This study aims to suggest a model of task development for mathematics performance assessment and to develop performance tasks for the fifth graders in the primary school on the basis of this model. In order to achieve these aims, the following inquiry questions were set up: (1) to develop open-ended tasks and projects for the fifth graders, (2) to develop checklists for measuring the abilities of mathematical reasoning, problem solving, connection, communication of the fifth graders more deeply when performance assessment tasks are implemented and (3) to examine the appropriateness of performance tasks and checklists and to modify them when is needed through applying these tasks to pupils. The consequences of applying some tasks and analysing some work samples of pupils are as follows. Firstly, pupils need more diverse thinking ability. Secondly, pupils want in the ability of analysing the meaning of mathematical concepts in relation to real world.
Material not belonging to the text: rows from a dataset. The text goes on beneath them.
//! Configuration types for media-dl

use crate::error::{Error, Result};
use serde::{Deserialize, Serialize};
use std::net::SocketAddr;
use std::path::PathBuf;
use utoipa::ToSchema;

/// Storage and URL configuration
///
/// Groups settings related to where artifacts land on disk and how their
/// public URLs are built. Used as a nested sub-config within [`Config`].
#[derive(Clone, Debug, Serialize, Deserialize, ToSchema)]
pub struct DownloadConfig {
    /// Directory where completed artifacts are stored (default: "./downloads")
    #[serde(default = "default_download_dir")]
    pub download_dir: PathBuf,

    /// Public base URL prefix used to build download URLs
    /// (default: "http://localhost:5000/downloads/")
    ///
    /// The artifact's percent-encoded filename is appended to this prefix.
    #[serde(default = "default_public_base_url")]
    pub public_base_url: String,
}

impl Default for DownloadConfig {
    fn default() -> Self {
        Self {
            download_dir: default_download_dir(),
            public_base_url: default_public_base_url(),
        }
    }
}

/// External tool paths (ffmpeg, yt-dlp)
///
/// Used as a nested sub-config within [`Config`].
#[derive(Clone, Debug, Serialize, Deserialize, ToSchema)]
pub struct ToolsConfig {
    /// Path to the ffmpeg executable (default: "./fm/bin/ffmpeg")
    ///
    /// Checked for existence at request time; a missing binary fails the
    /// request before any download is attempted.
    #[serde(default = "default_ffmpeg_path")]
    pub ffmpeg_path: PathBuf,

    /// Path to the yt-dlp executable (searched in PATH if None)
    #[serde(default)]
    pub ytdlp_path: Option<PathBuf>,
}

impl Default for ToolsConfig {
    fn default() -> Self {
        Self {
            ffmpeg_path: default_ffmpeg_path(),
            ytdlp_path: None,
        }
    }
}

/// API server configuration
///
/// Used as a nested sub-config within [`Config`].
#[derive(Clone, Debug, Serialize, Deserialize, ToSchema)]
pub struct ApiConfig {
    /// Address to bind the HTTP server to (default: "0.0.0.0:5000")
    #[serde(default = "default_bind_address")]
    pub bind_address: SocketAddr,

    /// Enable CORS handling (default: true)
    #[serde(default = "default_true")]
    pub cors_enabled: bool,

    /// Allowed CORS origins, "*" for any (default: ["*"])
    #[serde(default = "default_cors_origins")]
    pub cors_origins: Vec<String>,

    /// Serve Swagger UI at /swagger-ui (default: true)
    #[serde(default = "default_true")]
    pub swagger_ui: bool,
}

impl Default for ApiConfig {
    fn default() -> Self {
        Self {
            bind_address: default_bind_address(),
            cors_enabled: true,
            cors_origins: default_cors_origins(),
            swagger_ui: true,
        }
    }
}

/// Main configuration for the media-dl service
///
/// Constructed once at process start and passed into the request handlers and
/// the download orchestrator. Fields are organized into logical sub-configs:
/// - [`download`](DownloadConfig) — storage directory, public base URL
/// - [`tools`](ToolsConfig) — external binary locations
/// - [`api`](ApiConfig) — bind address, CORS, Swagger UI
///
/// All sub-config fields are flattened for serialization, so the JSON format
/// stays flat (no nesting).
#[derive(Clone, Debug, Default, Serialize, Deserialize, ToSchema)]
pub struct Config {
    /// Storage and URL settings
    #[serde(flatten)]
    pub download: DownloadConfig,

    /// External tool locations
    #[serde(flatten)]
    pub tools: ToolsConfig,

    /// API server settings
    #[serde(flatten)]
    pub api: ApiConfig,
}

impl Config {
    /// Build a configuration from the process environment.
    ///
    /// Only `PORT` is consulted (default 5000); everything else uses the
    /// field defaults. Returns a configuration error if `PORT` is set but
    /// not a valid port number.
    pub fn from_env() -> Result<Self> {
        let mut config = Self::default();
        config.api.bind_address = bind_address_from_port(std::env::var("PORT").ok())?;
        Ok(config)
    }
}

/// Resolve the bind address from an optional `PORT` value.
fn bind_address_from_port(port: Option<String>) -> Result<SocketAddr> {
    let port: u16 = match port {
        Some(raw) => raw.parse().map_err(|_| Error::Config {
            message: format!("invalid PORT value: {raw}"),
            key: Some("PORT".to_string()),
        })?,
        None => 5000,
    };
    Ok(SocketAddr::from(([0, 0, 0, 0], port)))
}

fn default_download_dir() -> PathBuf {
    PathBuf::from("./downloads")
}

fn default_public_base_url() -> String {
    "http://localhost:5000/downloads/".to_string()
}

fn default_ffmpeg_path() -> PathBuf {
    PathBuf::from("./fm/bin/ffmpeg")
}

fn default_bind_address() -> SocketAddr {
    SocketAddr::from(([0, 0, 0, 0], 5000))
}

fn default_true() -> bool {
    true
}

fn default_cors_origins() -> Vec<String> {
    vec!["*".to_string()]
}

// unwrap/expect are acceptable in tests for concise failure-on-error assertions
#[allow(clippy::unwrap_used, clippy::expect_used)]
#[cfg(test)]
mod tests {
    use super::*;

    #[test]
    fn test_default_config() {
        let config = Config::default();

        assert_eq!(config.download.download_dir, PathBuf::from("./downloads"));
        assert_eq!(
            config.download.public_base_url,
            "http://localhost:5000/downloads/"
        );
        assert_eq!(config.tools.ffmpeg_path, PathBuf::from("./fm/bin/ffmpeg"));
        assert_eq!(config.tools.ytdlp_path, None);
        assert_eq!(config.api.bind_address, "0.0.0.0:5000".parse().unwrap());
        assert!(config.api.cors_enabled);
        assert_eq!(config.api.cors_origins, vec!["*".to_string()]);
        assert!(config.api.swagger_ui);
    }

    #[test]
    fn test_bind_address_from_port() {
        assert_eq!(
            bind_address_from_port(None).unwrap(),
            "0.0.0.0:5000".parse::<SocketAddr>().unwrap()
        );
        assert_eq!(
            bind_address_from_port(Some("8080".to_string())).unwrap(),
            "0.0.0.0:8080".parse::<SocketAddr>().unwrap()
        );
    }

    #[test]
    fn test_bind_address_from_invalid_port() {
        let err = bind_address_from_port(Some("not-a-port".to_string())).unwrap_err();
        match err {
            Error::Config { key, .. } => assert_eq!(key.as_deref(), Some("PORT")),
            other => panic!("expected Config error, got {other:?}"),
        }
    }

    #[test]
    fn test_empty_json_uses_defaults() {
        let config: Config = serde_json::from_str("{}").unwrap();
        assert_eq!(config.download.download_dir, PathBuf::from("./downloads"));
        assert!(config.api.cors_enabled);
    }

    #[test]
    fn test_config_serde_round_trip() {
        let mut original = Config::default();
        original.download.download_dir = PathBuf::from("/srv/media");
        original.download.public_base_url = "https://media.example.com/downloads/".to_string();
        original.tools.ffmpeg_path = PathBuf::from("/usr/bin/ffmpeg");
        original.api.bind_address = "127.0.0.1:9000".parse().unwrap();
        original.api.swagger_ui = false;

        let json = serde_json::to_string(&original).unwrap();
        let restored: Config = serde_json::from_str(&json).unwrap();

        assert_eq!(restored.download.download_dir, original.download.download_dir);
        assert_eq!(
            restored.download.public_base_url,
            original.download.public_base_url,
            "public_base_url must survive round-trip"
        );
        assert_eq!(restored.tools.ffmpeg_path, original.tools.ffmpeg_path);
        assert_eq!(restored.api.bind_address, original.api.bind_address);
        assert_eq!(restored.api.swagger_ui, original.api.swagger_ui);
    }

    #[test]
    fn test_flattened_serialization_stays_flat() {
        let config = Config::default();
        let value = serde_json::to_value(&config).unwrap();

        // Sub-configs are flattened; their fields live at the top level
        assert!(value.get("download_dir").is_some());
        assert!(value.get("ffmpeg_path").is_some());
        assert!(value.get("bind_address").is_some());
        assert!(value.get("download").is_none());
    }
}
Thirdly, pupils can calculate precisely but they want in the ability of explaining their ideas and strategies. Fourthly, pupils can find patterns in sequences of numbers or figures but they have difficulty in generalizing these patterns, predicting and demonstrating. Fifthly, pupils are familiar with procedural knowledge more than conceptual knowledge. From these analyses, it is concluded that performance tasks and checklists developed in this study are improved assessment tools for measuring mathematical abilities of pupils, and that we should improve mathematics instruction for pupils to understand mathematical concepts deeply, solve problems, reason mathematically, connect mathematics to real world and other disciplines, and communicate about mathematics.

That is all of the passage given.